La Corte in merito si è espressa favorevole all’istituto del collocamento paritario quando, valutando il caso di specie, la sua applicazione sembra possibile e preferibile. L’organo giudicante ha tuttavia riconosciuto come nella pratica giurisprudenziale italiana tale soluzione rimanga ancora parecchio inutilizzata. In particolare, gli elementi che vanno valutati nel caso di specie al fine di applicare la custodia condivisa del minore sono l’età del bambino e la vita socio-economica dei genitori.

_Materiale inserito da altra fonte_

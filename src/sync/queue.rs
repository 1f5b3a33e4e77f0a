//! # Work queue: unbounded FIFO with a blocking, bounded-timeout dequeue.
//!
//! [`WorkQueue`] is the shared line between customers and the teller pool.
//! `push` never blocks; `take` suspends the caller on a [`Notify`] until an
//! item arrives or the timeout elapses. There is no busy-polling: a waiting
//! teller consumes no CPU between wake-ups.
//!
//! ## Lost-wakeup discipline
//! A taker re-checks the deque *after* creating its `notified()` future, so
//! a push that lands between the check and the wait still stores a permit
//! and wakes the taker. `notify_one` stores at most one permit when nobody
//! is waiting, which is enough because every woken taker loops back to the
//! check before waiting again.

use std::collections::VecDeque;
use std::sync::Mutex;
use std::time::Duration;

use tokio::sync::Notify;
use tokio::time::{Instant, timeout_at};

/// Thread-safe unbounded FIFO with blocking dequeue.
///
/// Insertion order is preserved: if A is pushed strictly before B, A is
/// taken first. That fixes pickup order only; completion order is up to
/// whatever the takers do afterwards.
#[derive(Debug, Default)]
pub struct WorkQueue<T> {
    items: Mutex<VecDeque<T>>,
    available: Notify,
}

impl<T> WorkQueue<T> {
    /// Creates an empty queue.
    pub fn new() -> Self {
        Self {
            items: Mutex::new(VecDeque::new()),
            available: Notify::new(),
        }
    }

    /// Enqueues an item at the back. Never blocks.
    pub fn push(&self, item: T) {
        self.items
            .lock()
            .unwrap_or_else(|poisoned| poisoned.into_inner())
            .push_back(item);
        self.available.notify_one();
    }

    /// Dequeues the front item, waiting up to `timeout` for one to arrive.
    ///
    /// Returns `None` if the timeout elapses with the queue still empty.
    pub async fn take(&self, timeout: Duration) -> Option<T> {
        let deadline = Instant::now() + timeout;
        loop {
            let notified = self.available.notified();
            if let Some(item) = self.pop() {
                return Some(item);
            }
            if timeout_at(deadline, notified).await.is_err() {
                // Deadline hit; one last check in case a push raced the timeout.
                return self.pop();
            }
        }
    }

    /// Dequeues the front item if one is immediately available.
    pub fn pop(&self) -> Option<T> {
        self.items
            .lock()
            .unwrap_or_else(|poisoned| poisoned.into_inner())
            .pop_front()
    }

    /// Number of items currently queued.
    pub fn len(&self) -> usize {
        self.items
            .lock()
            .unwrap_or_else(|poisoned| poisoned.into_inner())
            .len()
    }

    /// True if no items are queued.
    pub fn is_empty(&self) -> bool {
        self.len() == 0
    }
}

#[cfg(test)]
mod tests {
    use super::*;
    use std::sync::Arc;

    #[tokio::test]
    async fn take_returns_pushed_items_in_fifo_order() {
        let queue = WorkQueue::new();
        queue.push(1);
        queue.push(2);
        queue.push(3);
        assert_eq!(queue.take(Duration::from_millis(10)).await, Some(1));
        assert_eq!(queue.take(Duration::from_millis(10)).await, Some(2));
        assert_eq!(queue.take(Duration::from_millis(10)).await, Some(3));
        assert!(queue.is_empty());
    }

    #[tokio::test]
    async fn take_times_out_on_empty_queue() {
        let queue: WorkQueue<u32> = WorkQueue::new();
        let before = Instant::now();
        assert_eq!(queue.take(Duration::from_millis(20)).await, None);
        assert!(before.elapsed() >= Duration::from_millis(20));
    }

    #[tokio::test]
    async fn take_wakes_on_push_while_waiting() {
        let queue = Arc::new(WorkQueue::new());

        let taker = {
            let queue = queue.clone();
            tokio::spawn(async move { queue.take(Duration::from_secs(5)).await })
        };
        tokio::time::sleep(Duration::from_millis(10)).await;
        queue.push(42);

        assert_eq!(taker.await.expect("taker panicked"), Some(42));
    }

    #[tokio::test(flavor = "multi_thread")]
    async fn concurrent_takers_drain_everything_exactly_once() {
        let queue = Arc::new(WorkQueue::new());
        let mut takers = Vec::new();
        for _ in 0..4 {
            let queue = queue.clone();
            takers.push(tokio::spawn(async move {
                let mut got = Vec::new();
                while let Some(v) = queue.take(Duration::from_millis(100)).await {
                    got.push(v);
                }
                got
            }));
        }

        for v in 0..100u32 {
            queue.push(v);
        }

        let mut all = Vec::new();
        for t in takers {
            all.extend(t.await.expect("taker panicked"));
        }
        all.sort_unstable();
        assert_eq!(all, (0..100).collect::<Vec<_>>());
        assert!(queue.is_empty());
    }
}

L’indirizzo benevolo della Corte si ravvisa nell’appello svolto da quest’ultima alla giurisprudenza europea e non solo, in materia. Nello specifico, la corte ha citato: la risoluzione del Consiglio Europeo, sottoscritta anche dall’Italia, numero 2079 del 2015 in cui si invoca l’adozione da parte degli Stati membri di misure volte a distribuire equamente la responsabilità sui figli fra i genitori, l’equivalenza del ruolo di padre e madre nei giudizi di separazione coniugale, e la “shared residence” che consente di parificare i tempi di vita del figlio trascorsi con la madre e il padre.

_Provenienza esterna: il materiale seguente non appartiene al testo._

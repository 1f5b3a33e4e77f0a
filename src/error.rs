//! Error types used by the bankfloor runtime.
//!
//! Normal operation has no error paths: every primitive on the floor is a
//! blocking synchronization step that, by construction (balanced
//! acquire/release pairs, balanced handshake signals), always eventually
//! proceeds. The one failure class worth surfacing is a protocol violation
//! bug — an unbalanced gate or handshake that leaves a task stuck forever.
//! That shows up as tellers failing to close after the last customer, which
//! the coordinator bounds with a grace period and reports as
//! [`RuntimeError::GraceExceeded`].

use std::time::Duration;
use thiserror::Error;

/// # Errors produced by the bankfloor runtime.
#[non_exhaustive]
#[derive(Error, Debug)]
pub enum RuntimeError {
    /// Tellers did not close within the grace period after all customers
    /// finished; some tasks are stuck and the run is considered wedged.
    #[error("close-out grace {grace:?} exceeded; still open: {stuck:?}")]
    GraceExceeded {
        /// The configured grace duration.
        grace: Duration,
        /// Names of tellers that did not close in time.
        stuck: Vec<String>,
    },
}

impl RuntimeError {
    /// Returns a short stable label (snake_case) for use in logs/metrics.
    ///
    /// # Example
    /// ```
    /// use bankfloor::RuntimeError;
    /// use std::time::Duration;
    ///
    /// let err = RuntimeError::GraceExceeded { grace: Duration::from_secs(5), stuck: vec![] };
    /// assert_eq!(err.as_label(), "runtime_grace_exceeded");
    /// ```
    pub fn as_label(&self) -> &'static str {
        match self {
            RuntimeError::GraceExceeded { .. } => "runtime_grace_exceeded",
        }
    }

    /// Returns a human-readable message with details about the error.
    pub fn as_message(&self) -> String {
        match self {
            RuntimeError::GraceExceeded { grace, stuck } => {
                format!("grace exceeded after {grace:?}; stuck tellers={stuck:?}")
            }
        }
    }
}
//! # Simple narration subscriber for debugging and demos.
//!
//! [`LogWriter`] prints the bank-floor narration to stdout, one line per
//! event. This is primarily useful for development, debugging, and the
//! `closing_day` demo.
//!
//! ## Output format
//! ```text
//! Teller 0 is ready to serve.
//! Customer 1 is going to the bank.
//! Customer 1 has entered the bank.
//! Teller 0 is serving Customer 1.
//! Teller 0 is going to the manager.
//! ...
//! The bank is now closed.
//! ```

use async_trait::async_trait;

use crate::events::{Event, EventKind};
use crate::subscribers::Subscriber;

/// Stdout narration subscriber.
///
/// Not intended for production use; implement a custom [`Subscriber`] for
/// structured logging or metrics collection.
pub struct LogWriter;

#[async_trait]
impl Subscriber for LogWriter {
    async fn handle(&self, e: &Event) {
        let teller = e.teller.unwrap_or_default();
        let customer = e.customer.unwrap_or_default();
        match e.kind {
            EventKind::TellerReady => {
                println!("Teller {teller} is ready to serve.");
            }
            EventKind::TellerClosing => {
                println!("Teller {teller} is closing for the day.");
            }
            EventKind::CustomerArrived => {
                println!("Customer {customer} is going to the bank.");
            }
            EventKind::CustomerAtDoor => {
                println!("Customer {customer} is waiting to enter the bank.");
            }
            EventKind::CustomerEntered => {
                println!("Customer {customer} has entered the bank.");
            }
            EventKind::CustomerQueued => {
                println!("Customer {customer} is getting in line.");
            }
            EventKind::ServiceStarted => {
                println!("Teller {teller} is serving Customer {customer}.");
            }
            EventKind::CustomerIntroduced => {
                println!("Customer {customer} introduces itself to Teller {teller}.");
            }
            EventKind::TransactionRequested => {
                println!("Teller {teller} asks Customer {customer} for the transaction.");
            }
            EventKind::TransactionStated => {
                if let Some(tx) = e.transaction {
                    println!("Customer {customer} asks for a {tx} transaction.");
                }
            }
            EventKind::ManagerRequested => {
                println!("Teller {teller} is going to the manager.");
            }
            EventKind::ManagerConsulting => {
                println!("Teller {teller} is getting the manager's permission.");
            }
            EventKind::ManagerApproved => {
                println!("Teller {teller} got the manager's permission.");
            }
            EventKind::SafeEntered => {
                println!("Teller {teller} is in the safe.");
            }
            EventKind::SafeLeft => {
                println!("Teller {teller} is leaving the safe.");
            }
            EventKind::TransactionComplete => {
                println!("Teller {teller} informs Customer {customer} the transaction is complete.");
            }
            EventKind::CustomerLeft => {
                println!("Customer {customer} thanks Teller {teller} and leaves the bank.");
            }
            EventKind::BankClosed => {
                println!("The bank is now closed.");
            }
            EventKind::GraceExceeded => {
                println!("The bank failed to close: {:?}", e.reason);
            }
        }
    }

    fn name(&self) -> &'static str {
        "log_writer"
    }
}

Il principio generale secondo il quale è tutelata nel miglior modo possibile la crescita del bambino quando lo stesso condivide i propri tempi di vita con entrambi i genitori è opinione comune della convenzione di New York sui diritti del fanciullo, del trattato di Lisbona, della Corte europea di Strasburgo nonché di alcuni tribunali nazionali. La Corte puntualizza tuttavia come nella legislazione italiana la custodia condivisa del minore sia di fatto poco esercitata, rimanendo, afferma, “un collocamento prevalente del minore presso una delle due figure genitoriali”. Riflettendo sul motivo del verificarsi di tale manifestazione pratica, una delle ragioni ostative all’adozione della custodia condivisa nel nostro paese sembrerebbe la mancanza di parità di ruoli dell’uomo e della donna, che si riflette immancabilmente nelle posizioni genitoriali. Parità che invece è stata raggiunta in altri paesi dove infatti la “shared custody” viene ampiamente praticata.

In tal modo si svuota la portata normativa della legge 56 del 2006. Si aggiungono a ciò una serie di provvedimenti successivi al collocamento, quali la scelta della casa familiare e l’assegno di mantenimento del coniuge presso il quale il figlio è prevalentemente collocato, che non favoriscono l’istituto della custodia condivisa. Sembra ad oggi che il giudice decida sull’affidamento dei figli nei modi indicati dall’articolo 337-bis allo stesso modo di quanto accadeva prima della legge 56 del 2006.